Shortcut To Strength – Day 9 – Chest

Day 9 of the #shortcuttostrength trainer and today was chest day. It was supposed to include shoulders and triceps but I didn’t have enough time to fit it all in so I just went with training chest and I will catch up the rest on another day. It was still based around 5 sets of 80% of my 1 rep max so like last week the target was 85kg on the bar. Last week however I felt it was too heavy so I dropped it to 80kg. I did my first set with 80kg again this week and it felt much better. This was partly down to correcting my form slightly. I focussed on really squeezing my rear delts together as well as pulling my elbows in at the bottom of the movement. I had also been recommended by a mate of mine to try and widen my grip slightly so that my elbows don’t go wider than my hands. It all seemed to work as I managed to get the next 4 sets with 85kg. Admittedly I only got to 7 reps on some of them but I would have rather got to 7 reps with 85kg than 8 reps with 80kg if that makes sense?
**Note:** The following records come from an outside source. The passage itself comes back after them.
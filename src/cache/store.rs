//! Snapshot cache file management
//!
//! The snapshot lives in a single JSON file. It is rebuilt when missing,
//! invalid or older than the TTL, and is always replaced as a whole.

use std::fs::{self, File, OpenOptions};
use std::io::{ErrorKind, Write};
use std::path::{Path, PathBuf};
use std::time::Duration;

use fs2::FileExt;
use tempfile::NamedTempFile;

use super::snapshot::Snapshot;
use super::CacheStatus;
use crate::archive::Archive;
use crate::config::{ArchiveConfig, Config};
use crate::error::{Result, ShelfError};

/// Snapshot cache manager
pub struct SnapshotCache {
    cache_file: PathBuf,
    lock_file: PathBuf,
    ttl: Duration,
    archive: Archive,
    archive_config: ArchiveConfig,
}

impl SnapshotCache {
    /// Create a cache manager from configuration
    pub fn new(config: &Config) -> Self {
        let cache_file = config.cache_file();
        Self {
            lock_file: cache_file.with_extension("lock"),
            cache_file,
            ttl: Duration::from_secs(config.cache.ttl_secs),
            archive: Archive::new(&config.archive.root),
            archive_config: config.archive.clone(),
        }
    }

    pub fn cache_file(&self) -> &Path {
        &self.cache_file
    }

    /// Current snapshot, rebuilding it if absent, invalid or expired
    pub fn get_snapshot(&self) -> Result<Snapshot> {
        if let Some(snapshot) = self.load_fresh()? {
            tracing::debug!(age_secs = snapshot.age_secs(), "Snapshot cache hit");
            return Ok(snapshot);
        }

        let _lock = self.lock()?;

        // Another process may have rebuilt while we waited for the lock
        if let Some(snapshot) = self.load_fresh()? {
            tracing::debug!("Snapshot rebuilt by another process");
            return Ok(snapshot);
        }

        self.write_new()
    }

    /// Rebuild the snapshot unconditionally
    pub fn rebuild(&self) -> Result<Snapshot> {
        let _lock = self.lock()?;
        self.write_new()
    }

    /// Read the stored snapshot regardless of its age.
    ///
    /// Returns `None` when there is no cache file or it does not hold a valid
    /// snapshot. An existing file that cannot be read is an error.
    pub fn load(&self) -> Result<Option<Snapshot>> {
        let data = match fs::read(&self.cache_file) {
            Ok(data) => data,
            Err(e) if e.kind() == ErrorKind::NotFound => return Ok(None),
            Err(e) => return Err(ShelfError::unreadable(&self.cache_file, e)),
        };

        let parsed = serde_json::from_slice::<Snapshot>(&data)
            .map_err(ShelfError::from)
            .and_then(Snapshot::validate);

        match parsed {
            Ok(snapshot) => Ok(Some(snapshot)),
            Err(e) => {
                tracing::warn!("Discarding cache file {}: {}", self.cache_file.display(), e);
                Ok(None)
            }
        }
    }

    /// Whether a snapshot has reached the TTL
    pub fn is_expired(&self, snapshot: &Snapshot) -> bool {
        snapshot.age_secs() >= self.ttl.as_secs()
    }

    /// Remove the cache file.
    ///
    /// The lock file is left in place; it may be held by a running rebuild.
    pub fn clear(&self) -> Result<()> {
        match fs::remove_file(&self.cache_file) {
            Err(e) if e.kind() != ErrorKind::NotFound => Err(e.into()),
            _ => Ok(()),
        }
    }

    /// Describe the cache file without rebuilding it
    pub fn status(&self) -> CacheStatus {
        let exists = self.cache_file.exists();
        let snapshot = self.load().unwrap_or_else(|e| {
            tracing::warn!("{}", e);
            None
        });

        CacheStatus {
            path: self.cache_file.clone(),
            exists,
            ttl_secs: self.ttl.as_secs(),
            age_secs: snapshot.as_ref().map(Snapshot::age_secs),
            count: snapshot.as_ref().map(|s| s.count),
            created_at: snapshot.as_ref().map(|s| s.created_at),
            fresh: snapshot.as_ref().is_some_and(|s| !self.is_expired(s)),
        }
    }

    fn load_fresh(&self) -> Result<Option<Snapshot>> {
        Ok(self.load()?.filter(|s| !self.is_expired(s)))
    }

    /// Exclusive lock serializing rebuilds, released when the file is dropped
    fn lock(&self) -> Result<File> {
        let lock_err = |source: std::io::Error| ShelfError::CacheLock {
            path: self.lock_file.clone(),
            source,
        };

        if let Some(parent) = self.lock_file.parent() {
            fs::create_dir_all(parent).map_err(lock_err)?;
        }

        let file = OpenOptions::new()
            .create(true)
            .truncate(false)
            .write(true)
            .open(&self.lock_file)
            .map_err(lock_err)?;
        file.lock_exclusive().map_err(lock_err)?;
        Ok(file)
    }

    fn write_new(&self) -> Result<Snapshot> {
        let snapshot = Snapshot::build(&self.archive, &self.archive_config)?;
        let json = serde_json::to_string_pretty(&snapshot)?;

        let dir = self
            .cache_file
            .parent()
            .filter(|p| !p.as_os_str().is_empty())
            .unwrap_or_else(|| Path::new("."));
        fs::create_dir_all(dir)?;

        let mut tmp = NamedTempFile::new_in(dir)?;
        tmp.write_all(json.as_bytes())?;
        tmp.persist(&self.cache_file).map_err(|e| e.error)?;

        tracing::info!(
            count = snapshot.count,
            path = %self.cache_file.display(),
            "Rebuilt snapshot cache"
        );
        Ok(snapshot)
    }
}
I then did some incline barbell press with 60kg for 5 sets although I probably should have gone a little heavier on this. I finished with some heavy cable flyes as I find this hits my pecs much better than dumbells. I can’t remember how many sets I did as I played about with the weights a bit and did a few dropsets as well. Whilst it wasn’t massive volume today I was happy with the work I did pleased I can see improvements.